Cat Soubbotnik est une artiste et photographe spécialisée dans la sculpture de photographies. Prochainement exposée à Stockholm, elle nous raconte son parcours et partage sa vision de l’art.

Peux-tu te présenter en quelques mots ?

Je m’appelle Cat Soubbotnik, je suis artiste multimédia. Je travaille à Berlin, à Paris et en Suisse, à Fribourg. Je travaille surtout autour de la photographie mais je m’éloigne vraiment de la photo classique, en me tournant vers la photo sculpture et la vraie sculpture.

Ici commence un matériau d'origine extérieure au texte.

//! Bundler's dependency API: `GET /api/v1/dependencies?gems=a,b,c`.

use anyhow::{Context, Result};
use rama::http::StatusCode;
use serde::Serialize;
use tracing::debug;

use super::context::{Flow, Reply, SourceContext};
use super::env::QueryParams;
use crate::dependencies::{DependencyProvider, GemNameBatch};
use crate::marshal;

/// Most gem names one dependency request may ask for. Larger resolutions go
/// through the full index instead.
pub const API_REQUEST_LIMIT: usize = 200;

pub const TOO_MANY_GEMS: &str = "Too many gems (use --full-index instead)";

pub const MARSHAL_CONTENT_TYPE: &str = "application/octet-stream";
pub const JSON_CONTENT_TYPE: &str = "application/json;charset=UTF-8";
pub const TEXT_CONTENT_TYPE: &str = "text/plain; charset=utf-8";

#[derive(Serialize)]
struct ApiError<'a> {
    error: &'a str,
    code: u16,
}

/// Reads the `gems` parameter. A missing or empty parameter ends the request
/// with an empty 200, which is what Bundler expects for "nothing to resolve".
pub fn extract_batch(params: &QueryParams) -> Flow<GemNameBatch> {
    match params.get("gems").map(String::as_str) {
        None | Some("") => Flow::Halt(Reply::empty(StatusCode::OK)),
        Some(raw) => Flow::Continue(GemNameBatch::parse(raw)),
    }
}

/// Marshal-encoded dependency list.
pub async fn serve_dependencies(
    ctx: &mut SourceContext<'_>,
    provider: &dyn DependencyProvider,
) -> Result<Reply> {
    let gems = match extract_batch(ctx.params()) {
        Flow::Continue(gems) => gems,
        Flow::Halt(reply) => return Ok(reply),
    };

    if gems.len() > API_REQUEST_LIMIT {
        ctx.set_content_type(TEXT_CONTENT_TYPE);
        return Ok(ctx.halt(StatusCode::UNPROCESSABLE_ENTITY, TOO_MANY_GEMS));
    }

    debug!(gems = gems.len(), "serving marshal dependencies");
    ctx.set_content_type(MARSHAL_CONTENT_TYPE);
    let specs = provider.fetch(&gems).await?;
    Ok(ctx.halt(StatusCode::OK, marshal::dump_dependencies(&specs)))
}

/// JSON-encoded dependency list.
pub async fn serve_dependencies_json(
    ctx: &mut SourceContext<'_>,
    provider: &dyn DependencyProvider,
) -> Result<Reply> {
    let gems = match extract_batch(ctx.params()) {
        Flow::Continue(gems) => gems,
        Flow::Halt(reply) => return Ok(reply),
    };

    ctx.set_content_type(JSON_CONTENT_TYPE);

    if gems.len() > API_REQUEST_LIMIT {
        let body = serde_json::to_vec(&ApiError {
            error: TOO_MANY_GEMS,
            code: StatusCode::UNPROCESSABLE_ENTITY.as_u16(),
        })
        .context("serializing dependency error")?;
        return Ok(ctx.halt(StatusCode::UNPROCESSABLE_ENTITY, body));
    }

    debug!(gems = gems.len(), "serving json dependencies");
    let specs = provider.fetch(&gems).await?;
    let body = serde_json::to_vec(&specs).context("serializing dependency list")?;
    Ok(ctx.halt(StatusCode::OK, body))
}

#[cfg(test)]
mod tests {
    use std::sync::atomic::{AtomicUsize, Ordering};

    use anyhow::anyhow;
    use async_trait::async_trait;
    use rama::http::{HeaderMap, Method};
    use serde_json::json;

    use super::*;
    use crate::dependencies::DependencySpec;
    use crate::gem_source::env::RequestEnv;

    #[derive(Default)]
    struct Recording {
        calls: AtomicUsize,
        last: parking_lot::Mutex<Option<GemNameBatch>>,
    }

    #[async_trait]
    impl DependencyProvider for Recording {
        async fn fetch(&self, gems: &GemNameBatch) -> Result<Vec<DependencySpec>> {
            self.calls.fetch_add(1, Ordering::SeqCst);
            *self.last.lock() = Some(gems.clone());
            Ok(gems
                .iter()
                .map(|name| DependencySpec {
                    name: name.to_string(),
                    number: "1.0.0".into(),
                    platform: "ruby".into(),
                    dependencies: vec![],
                })
                .collect())
        }
    }

    struct Failing;

    #[async_trait]
    impl DependencyProvider for Failing {
        async fn fetch(&self, _gems: &GemNameBatch) -> Result<Vec<DependencySpec>> {
            Err(anyhow!("index unavailable"))
        }
    }

    fn env(query: &str) -> RequestEnv {
        RequestEnv::new(
            Method::GET,
            &format!("/api/v1/dependencies{query}"),
            HeaderMap::new(),
        )
    }

    fn names(count: usize) -> String {
        (0..count)
            .map(|i| format!("gem{i}"))
            .collect::<Vec<_>>()
            .join(",")
    }

    #[test]
    fn extract_batch_dedups_in_order() {
        let env = env("?gems=rails,rspec,rails");
        match extract_batch(&env.params) {
            Flow::Continue(batch) => {
                assert_eq!(batch.iter().collect::<Vec<_>>(), vec!["rails", "rspec"])
            }
            Flow::Halt(_) => panic!("expected a batch"),
        }
    }

    #[test]
    fn extract_batch_halts_on_missing_or_empty() {
        for query in ["", "?gems=", "?other=1"] {
            let env = env(query);
            match extract_batch(&env.params) {
                Flow::Halt(reply) => {
                    assert_eq!(reply.status, StatusCode::OK);
                    assert!(reply.body.is_empty());
                }
                Flow::Continue(_) => panic!("expected a halt for {query:?}"),
            }
        }
    }

    #[tokio::test]
    async fn empty_query_never_reaches_provider() {
        let provider = Recording::default();
        let env = env("?gems=");
        let mut ctx = SourceContext::new(&env);
        let reply = serve_dependencies(&mut ctx, &provider).await.unwrap();
        assert_eq!(reply.status, StatusCode::OK);
        assert!(reply.body.is_empty());

        let mut ctx = SourceContext::new(&env);
        let reply = serve_dependencies_json(&mut ctx, &provider).await.unwrap();
        assert_eq!(reply.status, StatusCode::OK);
        assert!(reply.body.is_empty());

        assert_eq!(provider.calls.load(Ordering::SeqCst), 0);
    }

    #[tokio::test]
    async fn binary_success_is_marshal() {
        let provider = Recording::default();
        let env = env("?gems=rails,rspec");
        let mut ctx = SourceContext::new(&env);
        let reply = serve_dependencies(&mut ctx, &provider).await.unwrap();

        assert_eq!(reply.status, StatusCode::OK);
        assert_eq!(reply.content_type(), Some(MARSHAL_CONTENT_TYPE));
        let expected = provider
            .fetch(&GemNameBatch::parse("rails,rspec"))
            .await
            .unwrap();
        assert_eq!(reply.body.as_ref(), marshal::dump_dependencies(&expected));
    }

    #[tokio::test]
    async fn json_success_is_dependency_list() {
        let provider = Recording::default();
        let env = env("?gems=rails,rspec");
        let mut ctx = SourceContext::new(&env);
        let reply = serve_dependencies_json(&mut ctx, &provider).await.unwrap();

        assert_eq!(reply.status, StatusCode::OK);
        assert_eq!(reply.content_type(), Some(JSON_CONTENT_TYPE));
        let body: serde_json::Value = serde_json::from_slice(&reply.body).unwrap();
        assert_eq!(body[0]["name"], "rails");
        assert_eq!(body[1]["name"], "rspec");
        assert_eq!(
            provider.last.lock().as_ref().map(GemNameBatch::len),
            Some(2)
        );
    }

    #[tokio::test]
    async fn limit_is_inclusive() {
        let provider = Recording::default();
        let env = env(&format!("?gems={}", names(API_REQUEST_LIMIT)));

        let mut ctx = SourceContext::new(&env);
        let reply = serve_dependencies(&mut ctx, &provider).await.unwrap();
        assert_eq!(reply.status, StatusCode::OK);

        let mut ctx = SourceContext::new(&env);
        let reply = serve_dependencies_json(&mut ctx, &provider).await.unwrap();
        assert_eq!(reply.status, StatusCode::OK);
    }

    #[tokio::test]
    async fn duplicates_do_not_count_toward_limit() {
        let provider = Recording::default();
        let env = env(&format!(
            "?gems={},{}",
            names(API_REQUEST_LIMIT),
            names(API_REQUEST_LIMIT)
        ));
        let mut ctx = SourceContext::new(&env);
        let reply = serve_dependencies(&mut ctx, &provider).await.unwrap();
        assert_eq!(reply.status, StatusCode::OK);
    }

    #[tokio::test]
    async fn interior_empty_name_counts_toward_limit() {
        let provider = Recording::default();
        let (head, tail) = (names(1), names(API_REQUEST_LIMIT));
        // "gem0,,gem0,gem1,..." is 200 distinct names plus ""
        let env = env(&format!("?gems={head},,{tail}"));

        let mut ctx = SourceContext::new(&env);
        let reply = serve_dependencies(&mut ctx, &provider).await.unwrap();
        assert_eq!(reply.status, StatusCode::UNPROCESSABLE_ENTITY);
        assert_eq!(reply.body.as_ref(), TOO_MANY_GEMS.as_bytes());

        let mut ctx = SourceContext::new(&env);
        let reply = serve_dependencies_json(&mut ctx, &provider).await.unwrap();
        assert_eq!(reply.status, StatusCode::UNPROCESSABLE_ENTITY);

        assert_eq!(provider.calls.load(Ordering::SeqCst), 0);
    }

    #[tokio::test]
    async fn trailing_comma_does_not_count_toward_limit() {
        let provider = Recording::default();
        let env = env(&format!("?gems={},", names(API_REQUEST_LIMIT)));
        let mut ctx = SourceContext::new(&env);
        let reply = serve_dependencies(&mut ctx, &provider).await.unwrap();
        assert_eq!(reply.status, StatusCode::OK);
        assert_eq!(
            provider.last.lock().as_ref().map(GemNameBatch::len),
            Some(API_REQUEST_LIMIT)
        );
    }

    #[tokio::test]
    async fn binary_over_limit_is_plain_text_422() {
        let provider = Recording::default();
        let env = env(&format!("?gems={}", names(API_REQUEST_LIMIT + 1)));
        let mut ctx = SourceContext::new(&env);
        let reply = serve_dependencies(&mut ctx, &provider).await.unwrap();

        assert_eq!(reply.status, StatusCode::UNPROCESSABLE_ENTITY);
        assert_eq!(reply.content_type(), Some(TEXT_CONTENT_TYPE));
        assert_eq!(reply.body.as_ref(), TOO_MANY_GEMS.as_bytes());
        assert_eq!(provider.calls.load(Ordering::SeqCst), 0);
    }

    #[tokio::test]
    async fn json_over_limit_is_json_422() {
        let provider = Recording::default();
        let env = env(&format!("?gems={}", names(API_REQUEST_LIMIT + 1)));
        let mut ctx = SourceContext::new(&env);
        let reply = serve_dependencies_json(&mut ctx, &provider).await.unwrap();

        assert_eq!(reply.status, StatusCode::UNPROCESSABLE_ENTITY);
        assert_eq!(reply.content_type(), Some(JSON_CONTENT_TYPE));
        assert_eq!(
            reply.body.as_ref(),
            br#"{"error":"Too many gems (use --full-index instead)","code":422}"#
        );
        let body: serde_json::Value = serde_json::from_slice(&reply.body).unwrap();
        assert_eq!(
            body,
            json!({"error": "Too many gems (use --full-index instead)", "code": 422})
        );
        assert_eq!(provider.calls.load(Ordering::SeqCst), 0);
    }

    #[tokio::test]
    async fn provider_failure_propagates() {
        let env = env("?gems=rails");
        let mut ctx = SourceContext::new(&env);
        let err = serve_dependencies(&mut ctx, &Failing).await.unwrap_err();
        assert_eq!(err.to_string(), "index unavailable");

        let mut ctx = SourceContext::new(&env);
        let err = serve_dependencies_json(&mut ctx, &Failing)
            .await
            .unwrap_err();
        assert_eq!(err.to_string(), "index unavailable");
    }
}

Peux-tu nous parler brièvement de ton parcours ?

J’ai commencé par faire une école d’art à Paris. Puis j’ai eu la chance de rencontrer un peintre photographe allemand, Frank Rheinboldt. Il m’a énormément apporté et j’ai appris beaucoup plus qu’à l’école grâce à lui car je pense que je ne suis pas du tout une personne scolaire. J’apprends sur le tas, dans la vraie vie. J’ai ensuite eu la chance d’être l’assistante de plusieurs photographes connus : Chico Bialas, un photographe de mode, Jean Larivière et enfin Hans Gedda, avec qui j’ai fini par me marier.
Ces trois photographes sont des légendes de la photographie, dans des genres vraiment différents, ce qui m’a permis de construire mon propre style. Souvent, les assistants photo font du copier-coller de leurs “maîtres” mais pour ma part, j’ai eu un échantillonnage vraiment différent. Le travail de Chico Bialas est un travail de mode avant-gardiste alors que celui de Larivière est assez statique, classique, avec des espèces de grands mannequins immobiles qui ressemblent à des statues. Quant au travail de Hans Gedda, c’est un travail de portraitiste hyper classique en noir et blanc. Tout ça mélangé donne à peu près ce que je fais en ce moment.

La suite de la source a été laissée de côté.